Ed Reinke, Associated Press
LOUISVILLE, Ky. — A polar bear cub abandoned by her mother in Alaska has arrived at a Kentucky zoo, her new home in the balmy South.
The 5-month-old cub named Qannik (KENN-ick) was rescued in April when she was spotted alone in an oil field.
Qannik, which means snowflake, arrived in Louisville just before 1 a.m. Tuesday aboard a UPS jet.
"It's bittersweet when a cub is abandoned by her mom, but it's great that we're here to help Qannik have a great life," Louisville Zoo director John Walczak said Tuesday.
Once her flight took off from Alaska Monday, the cub settled down and took a nap, Walczak said.
Qannik will remain out of public view to give her time to adjust to her new surroundings and let the staff and veterinarians get acquainted with her.
Wildlife officials decided Louisville's zoo would be an ideal home for Qannik, partly because the zoo's new Glacier Run exhibit, modeled after polar bear hotspot Churchill, Canada, would eventually be welcoming another young polar bear.
Alaska Zoo director Pat Lampi said in LouisvilleTuesday that Qannik was "dramatically underweight," when she first arrived at the Alaska Zoo in April, but now she's up to about 70 pounds. She has been eating salmon fillets, bananas, rice and a special formula, Lampi said.
After Qannik, her sister and their mother were first captured in April, researchers placed a radio collar on the mother and tags on the cubs' ears and released them. More than a week later the cub was spotted again, this time alone. Two days later she was seen again, still alone, on a ConocoPhillips drilling pad. Wildlife officials concluded the cub had no chance of surviving on her own. She was captured April 29 and flown to Anchorage that night.

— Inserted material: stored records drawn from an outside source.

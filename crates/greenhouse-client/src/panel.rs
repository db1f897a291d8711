//! Control-panel client.
//!
//! Announces itself as a panel, keeps a [`Topology`] current and forwards
//! every broker message to a [`PanelListener`]. Commands go out through
//! [`PanelClient::send_actuator_command`].

use std::sync::Arc;

use greenhouse_core::{ConnectionWriter, LineReader};
use greenhouse_proto::{ActuatorId, ActuatorSet, ErrorKind, Message, NodeId, SensorReading};
use tokio::{
    sync::{RwLock, mpsc, watch},
    task::JoinHandle,
};

use crate::{
    error::ClientError,
    topology::Topology,
    transport::{ClientConfig, CloseLatch, open},
};

/// Receives what the broker tells a panel.
///
/// Called from the panel's receive task, in arrival order. The topology has
/// already been updated when a callback runs.
pub trait PanelListener: Send + Sync + 'static {
    /// A node announced itself (or was replayed on connect).
    fn node_added(&self, node_id: NodeId, actuators: &ActuatorSet);

    /// A node disconnected.
    fn node_removed(&self, node_id: NodeId);

    /// A node reported sensor readings.
    fn sensor_data(&self, node_id: NodeId, readings: &[SensorReading]);

    /// A node reported an actuator state.
    fn actuator_state_changed(&self, node_id: NodeId, actuator_id: ActuatorId, is_on: bool);

    /// The broker rejected something this panel sent.
    fn server_error(&self, kind: ErrorKind, detail: &str) {
        tracing::warn!(%kind, detail, "broker reported an error");
    }

    /// The connection is gone. Called at most once, never after a local
    /// [`PanelClient::shutdown`].
    fn communication_closed(&self);
}

/// [`PanelListener`] callbacks as values.
#[derive(Debug, Clone, PartialEq)]
pub enum PanelEvent {
    /// See [`PanelListener::node_added`]
    NodeAdded {
        /// Node id
        node_id: NodeId,
        /// Announced actuators
        actuators: ActuatorSet,
    },
    /// See [`PanelListener::node_removed`]
    NodeRemoved {
        /// Node id
        node_id: NodeId,
    },
    /// See [`PanelListener::sensor_data`]
    SensorData {
        /// Node id
        node_id: NodeId,
        /// Reported readings
        readings: Vec<SensorReading>,
    },
    /// See [`PanelListener::actuator_state_changed`]
    ActuatorStateChanged {
        /// Node id (may be the wildcard)
        node_id: NodeId,
        /// Actuator id (may be the wildcard)
        actuator_id: ActuatorId,
        /// Reported state
        is_on: bool,
    },
    /// See [`PanelListener::server_error`]
    ServerError {
        /// Error category
        kind: ErrorKind,
        /// Broker's explanation
        detail: String,
    },
    /// See [`PanelListener::communication_closed`]
    CommunicationClosed,
}

/// Lets an application consume panel callbacks as a stream.
impl PanelListener for mpsc::UnboundedSender<PanelEvent> {
    fn node_added(&self, node_id: NodeId, actuators: &ActuatorSet) {
        let _ = self.send(PanelEvent::NodeAdded { node_id, actuators: actuators.clone() });
    }

    fn node_removed(&self, node_id: NodeId) {
        let _ = self.send(PanelEvent::NodeRemoved { node_id });
    }

    fn sensor_data(&self, node_id: NodeId, readings: &[SensorReading]) {
        let _ = self.send(PanelEvent::SensorData { node_id, readings: readings.to_vec() });
    }

    fn actuator_state_changed(&self, node_id: NodeId, actuator_id: ActuatorId, is_on: bool) {
        let _ = self.send(PanelEvent::ActuatorStateChanged { node_id, actuator_id, is_on });
    }

    fn server_error(&self, kind: ErrorKind, detail: &str) {
        let _ = self.send(PanelEvent::ServerError { kind, detail: detail.to_string() });
    }

    fn communication_closed(&self) {
        let _ = self.send(PanelEvent::CommunicationClosed);
    }
}

/// State shared between the client handle and its receive task.
struct Session<L> {
    listener: Arc<L>,
    topology: RwLock<Topology>,
    latch: CloseLatch,
    stop: watch::Sender<bool>,
}

impl<L: PanelListener> Session<L> {
    /// Forget every node and report the close to the listener, once.
    async fn closed(&self, why: &str) {
        let _ = self.stop.send(true);
        if self.latch.trip() {
            tracing::info!(why, "panel connection closed");
            self.topology.write().await.clear();
            self.listener.communication_closed();
        }
    }
}

/// Connected control panel.
pub struct PanelClient<L: PanelListener> {
    writer: ConnectionWriter,
    session: Arc<Session<L>>,
    receiver: JoinHandle<()>,
}

impl<L: PanelListener> PanelClient<L> {
    /// Connect, announce as a panel and start dispatching to `listener`.
    pub async fn connect(config: &ClientConfig, listener: Arc<L>) -> Result<Self, ClientError> {
        let (reader, writer) = open(config).await?.into_split();
        writer.send(&Message::PanelAnnounce).await?;

        tracing::info!("panel announced");

        let (stop, stopped) = watch::channel(false);
        let session = Arc::new(Session {
            listener,
            topology: RwLock::new(Topology::new()),
            latch: CloseLatch::default(),
            stop,
        });
        let receiver = tokio::spawn(receive(reader, Arc::clone(&session), stopped));

        Ok(Self { writer, session, receiver })
    }

    /// Ask the broker to switch an actuator. Either id may be the wildcard.
    ///
    /// A command that cannot be written closes the connection.
    pub async fn send_actuator_command(
        &self,
        node_id: NodeId,
        actuator_id: ActuatorId,
        is_on: bool,
    ) -> Result<(), ClientError> {
        if self.session.latch.is_tripped() {
            return Err(ClientError::Closed);
        }

        let command = Message::ActuatorState { node_id, actuator_id, is_on };
        if let Err(e) = self.writer.send(&command).await {
            tracing::warn!(node_id, actuator_id, error = %e, "command not sent, closing");
            self.writer.shutdown().await;
            self.session.closed("command could not be sent").await;
            return Err(e.into());
        }

        tracing::debug!(node_id, actuator_id, is_on, "command sent");
        Ok(())
    }

    /// Snapshot of the known nodes. Empty once the connection is lost.
    pub async fn topology(&self) -> Topology {
        self.session.topology.read().await.clone()
    }

    /// Whether the connection is still up.
    pub fn is_connected(&self) -> bool {
        !self.session.latch.is_tripped()
    }

    /// Stop receiving and close the socket.
    ///
    /// The listener is not told about this close.
    pub async fn shutdown(self) {
        self.session.latch.trip();
        let _ = self.session.stop.send(true);
        self.writer.shutdown().await;

        if let Err(e) = self.receiver.await {
            tracing::warn!(error = %e, "panel receive task failed");
        }
        tracing::info!("panel client shut down");
    }
}

async fn receive<L: PanelListener>(
    mut reader: LineReader,
    session: Arc<Session<L>>,
    mut stopped: watch::Receiver<bool>,
) {
    loop {
        let received = tokio::select! {
            received = reader.receive() => received,
            _ = stopped.changed() => return,
        };

        let Some(message) = received else {
            break;
        };

        session.topology.write().await.apply(&message);
        dispatch(session.listener.as_ref(), message);
    }

    session.closed("closed by broker").await;
}

fn dispatch<L: PanelListener>(listener: &L, message: Message) {
    match message {
        Message::NodeAnnounce { node_id, actuators } => listener.node_added(node_id, &actuators),
        Message::NodeOffline { node_id } => listener.node_removed(node_id),
        Message::SensorData { node_id, readings } => listener.sensor_data(node_id, &readings),
        Message::ActuatorState { node_id, actuator_id, is_on } => {
            listener.actuator_state_changed(node_id, actuator_id, is_on);
        },
        Message::Error { kind, detail } => listener.server_error(kind, &detail),
        Message::PanelAnnounce => tracing::debug!("ignoring unexpected panel announce"),
    }
}
//! Broker driver.
//!
//! Pure state machine deciding what the server does with each connection.
//! The runtime feeds it [`BrokerEvent`]s and executes the returned
//! [`BrokerAction`]s; the broker itself never touches a socket.
//!
//! Every connection starts [`SessionRole::Unclassified`]. Its first message
//! decides its role for the rest of its life:
//!
//! ```text
//!                  NodeAnnounce                 PanelAnnounce
//!   Node(id) <────────────────── Unclassified ──────────────────> Panel
//!      │                              │                            │
//!      │ reports -> all panels        │ anything else              │ commands -> node(s)
//!      │                              v                            │
//!      │                        E_invalid + Close                  │
//!      └──────────── ConnectionClosed: NodeOffline ─────────────────┘
//! ```
//!
//! A node id announced again on another connection moves to that connection;
//! the older one gets `E_invalid` and is closed.

use std::collections::HashMap;

use greenhouse_proto::{ANY, ActuatorSet, Message, NodeId};

use crate::{
    broker_error::BrokerError,
    registry::{ConnectionId, ConnectionRegistry},
};

/// Broker configuration
#[derive(Debug, Clone)]
pub struct BrokerConfig {
    /// Maximum concurrent connections, classified or not
    pub max_connections: usize,
}

impl Default for BrokerConfig {
    fn default() -> Self {
        Self { max_connections: 10_000 }
    }
}

/// Events that the broker processes.
///
/// These are produced by the runtime that owns the sockets.
#[derive(Debug, Clone, PartialEq)]
pub enum BrokerEvent {
    /// A new connection was accepted
    ConnectionAccepted {
        /// Unique connection ID assigned by the runtime
        conn: ConnectionId,
    },

    /// A line was received and decoded (possibly into `Message::Error`)
    MessageReceived {
        /// Connection that sent the line
        conn: ConnectionId,
        /// The decoded message
        message: Message,
    },

    /// A connection was closed (by peer, error, or a `Close` action)
    ConnectionClosed {
        /// Connection that was closed
        conn: ConnectionId,
        /// Reason for closure
        reason: String,
    },
}

/// Actions that the broker produces.
///
/// Actions for one connection must be executed in the order given.
#[derive(Debug, Clone, PartialEq)]
pub enum BrokerAction {
    /// Send a message to a connection
    Send {
        /// Target connection
        conn: ConnectionId,
        /// Message to send
        message: Message,
    },

    /// Close a connection after everything queued for it has been written
    Close {
        /// Connection to close
        conn: ConnectionId,
        /// Reason for closure
        reason: String,
    },

    /// Log a message
    Log {
        /// Log level
        level: LogLevel,
        /// Message to log
        message: String,
    },
}

/// Log levels for broker actions
#[derive(Debug, Clone, Copy, PartialEq, Eq)]
pub enum LogLevel {
    /// Per-message traffic
    Debug,
    /// Lifecycle
    Info,
    /// Protocol violations
    Warn,
}

/// What a connection turned out to be.
#[derive(Debug, Clone, Copy, PartialEq, Eq)]
pub enum SessionRole {
    /// No message received yet
    Unclassified,
    /// Announced as a node with this id
    Node(NodeId),
    /// Announced as a panel
    Panel,
}

/// Action-based broker.
///
/// Owns connection roles and the node/panel registry.
#[derive(Debug, Default)]
pub struct Broker {
    /// Role of every live connection
    sessions: HashMap<ConnectionId, SessionRole>,
    /// Announced nodes and panels
    registry: ConnectionRegistry,
    config: BrokerConfig,
}

impl Broker {
    /// Create a new broker.
    pub fn new(config: BrokerConfig) -> Self {
        Self { sessions: HashMap::new(), registry: ConnectionRegistry::new(), config }
    }

    /// Process an event and return actions to execute.
    pub fn process_event(&mut self, event: BrokerEvent) -> Result<Vec<BrokerAction>, BrokerError> {
        match event {
            BrokerEvent::ConnectionAccepted { conn } => self.handle_connection_accepted(conn),
            BrokerEvent::MessageReceived { conn, message } => {
                self.handle_message_received(conn, message)
            },
            BrokerEvent::ConnectionClosed { conn, reason } => {
                Ok(self.handle_connection_closed(conn, &reason))
            },
        }
    }

    /// Role of a live connection. `None` if unknown or already closed.
    pub fn role(&self, conn: ConnectionId) -> Option<SessionRole> {
        self.sessions.get(&conn).copied()
    }

    /// Number of live connections.
    pub fn connection_count(&self) -> usize {
        self.sessions.len()
    }

    /// Read access to the node/panel registry.
    pub fn registry(&self) -> &ConnectionRegistry {
        &self.registry
    }

    fn handle_connection_accepted(
        &mut self,
        conn: ConnectionId,
    ) -> Result<Vec<BrokerAction>, BrokerError> {
        if self.sessions.contains_key(&conn) {
            return Err(BrokerError::ConnectionAlreadyExists(conn));
        }

        if self.sessions.len() >= self.config.max_connections {
            return Ok(vec![
                log(LogLevel::Warn, format!("connection {conn} refused: max connections reached")),
                BrokerAction::Close { conn, reason: "max connections exceeded".to_string() },
            ]);
        }

        self.sessions.insert(conn, SessionRole::Unclassified);

        Ok(vec![log(LogLevel::Debug, format!("connection {conn} accepted"))])
    }

    fn handle_message_received(
        &mut self,
        conn: ConnectionId,
        message: Message,
    ) -> Result<Vec<BrokerAction>, BrokerError> {
        let role = self.role(conn).ok_or(BrokerError::ConnectionNotFound(conn))?;

        let actions = match role {
            SessionRole::Unclassified => self.classify(conn, message),
            SessionRole::Node(node_id) => self.handle_node_message(conn, node_id, message),
            SessionRole::Panel => self.handle_panel_message(conn, message),
        };

        Ok(actions)
    }

    /// First message on a connection: must be an announce.
    fn classify(&mut self, conn: ConnectionId, message: Message) -> Vec<BrokerAction> {
        match message {
            Message::NodeAnnounce { node_id, .. } if node_id == ANY => {
                self.reject(conn, "node id -1 is reserved for wildcards".to_string())
            },
            Message::NodeAnnounce { node_id, actuators } => {
                self.register_node(conn, node_id, actuators)
            },
            Message::PanelAnnounce => self.register_panel(conn),
            other => self.reject(conn, format!("expected announce, got {}", other.kind())),
        }
    }

    fn register_node(
        &mut self,
        conn: ConnectionId,
        node_id: NodeId,
        actuators: ActuatorSet,
    ) -> Vec<BrokerAction> {
        let mut actions = Vec::new();

        self.sessions.insert(conn, SessionRole::Node(node_id));
        if let Some(previous) = self.registry.register_node(node_id, conn, actuators.clone()) {
            // Superseded connection no longer speaks for the node
            self.sessions.remove(&previous);
            let reason = format!("node {node_id} re-announced by connection {conn}");
            actions.push(log(LogLevel::Warn, format!("{reason}, closing {previous}")));
            actions.push(BrokerAction::Send {
                conn: previous,
                message: Message::invalid(reason.clone()),
            });
            actions.push(BrokerAction::Close { conn: previous, reason });
        }

        let count = actuators.len();
        actions.push(log(
            LogLevel::Info,
            format!("node {node_id} registered on connection {conn} with {count} actuators"),
        ));

        let announce = Message::NodeAnnounce { node_id, actuators };
        actions.extend(self.to_panels(&announce));
        actions
    }

    fn register_panel(&mut self, conn: ConnectionId) -> Vec<BrokerAction> {
        self.sessions.insert(conn, SessionRole::Panel);
        self.registry.add_panel(conn);

        let mut actions = vec![log(
            LogLevel::Info,
            format!(
                "panel registered on connection {conn}, replaying {} nodes",
                self.registry.node_count()
            ),
        )];

        // Replay goes to this panel only, before any later broadcast
        for (node_id, entry) in self.registry.nodes() {
            actions.push(BrokerAction::Send {
                conn,
                message: Message::NodeAnnounce { node_id, actuators: entry.actuators.clone() },
            });
        }

        actions
    }

    fn reject(&mut self, conn: ConnectionId, reason: String) -> Vec<BrokerAction> {
        self.sessions.remove(&conn);

        vec![
            log(LogLevel::Warn, format!("rejecting connection {conn}: {reason}")),
            BrokerAction::Send { conn, message: Message::invalid(reason.clone()) },
            BrokerAction::Close { conn, reason },
        ]
    }

    fn handle_node_message(
        &mut self,
        conn: ConnectionId,
        node_id: NodeId,
        message: Message,
    ) -> Vec<BrokerAction> {
        match message {
            Message::SensorData { .. } | Message::ActuatorState { .. } => {
                let mut actions = vec![log(
                    LogLevel::Debug,
                    format!("relaying {} from node {node_id}", message.kind()),
                )];
                actions.extend(self.to_panels(&message));
                actions
            },
            error @ Message::Error { .. } => echo(conn, error),
            other => unexpected(conn, "node", &other),
        }
    }

    fn handle_panel_message(&mut self, conn: ConnectionId, message: Message) -> Vec<BrokerAction> {
        match message {
            Message::ActuatorState { .. } if message.is_any_node() => {
                let targets: Vec<_> = self.registry.node_connections().collect();
                let mut actions = vec![log(
                    LogLevel::Debug,
                    format!("panel {conn} command to all {} nodes", targets.len()),
                )];
                actions.extend(
                    targets
                        .into_iter()
                        .map(|target| BrokerAction::Send {
                            conn: target,
                            message: message.clone(),
                        }),
                );
                actions
            },
            Message::ActuatorState { node_id, .. } => match self.registry.node(node_id) {
                Some(entry) => vec![
                    log(LogLevel::Debug, format!("panel {conn} command to node {node_id}")),
                    BrokerAction::Send { conn: entry.conn, message },
                ],
                None => vec![log(
                    LogLevel::Debug,
                    format!("dropping command from panel {conn} for unknown node {node_id}"),
                )],
            },
            error @ Message::Error { .. } => echo(conn, error),
            other => unexpected(conn, "panel", &other),
        }
    }

    fn handle_connection_closed(&mut self, conn: ConnectionId, reason: &str) -> Vec<BrokerAction> {
        let Some(role) = self.sessions.remove(&conn) else {
            // Already rejected or refused
            return vec![log(LogLevel::Debug, format!("connection {conn} closed: {reason}"))];
        };

        match role {
            SessionRole::Unclassified => {
                let detail = format!("unclassified connection {conn} closed: {reason}");
                vec![log(LogLevel::Debug, detail)]
            },
            SessionRole::Panel => {
                self.registry.remove_panel(conn);
                vec![log(LogLevel::Info, format!("panel on connection {conn} closed: {reason}"))]
            },
            SessionRole::Node(node_id) => {
                if !self.registry.unregister_node(node_id, conn) {
                    return vec![log(
                        LogLevel::Info,
                        format!("superseded node {node_id} on connection {conn} closed: {reason}"),
                    )];
                }

                let mut actions = vec![log(
                    LogLevel::Info,
                    format!("node {node_id} on connection {conn} offline: {reason}"),
                )];
                actions.extend(self.to_panels(&Message::NodeOffline { node_id }));
                actions
            },
        }
    }

    fn to_panels(&self, message: &Message) -> Vec<BrokerAction> {
        self.registry
            .panels()
            .map(|conn| BrokerAction::Send { conn, message: message.clone() })
            .collect()
    }
}

fn log(level: LogLevel, message: String) -> BrokerAction {
    BrokerAction::Log { level, message }
}

/// Undecodable line: the decoder's error goes back to the sender.
fn echo(conn: ConnectionId, error: Message) -> Vec<BrokerAction> {
    vec![
        log(LogLevel::Warn, format!("connection {conn} sent an undecodable line: {error:?}")),
        BrokerAction::Send { conn, message: error },
    ]
}

fn unexpected(conn: ConnectionId, role: &str, message: &Message) -> Vec<BrokerAction> {
    let detail = format!("unexpected {} from {role}", message.kind());
    vec![
        log(LogLevel::Warn, format!("connection {conn}: {detail}")),
        BrokerAction::Send { conn, message: Message::invalid(detail) },
    ]
}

Qannik's mother was later found on sea ice roughly 30 miles from where the cub was found. Wildlife officials considered reuniting the bears, which are listed as a threatened species under the Endangered Species Act. They ultimately decided against it.
Zoo officials in Louisville said Qannik's progress would determine when she could be introduced to the public.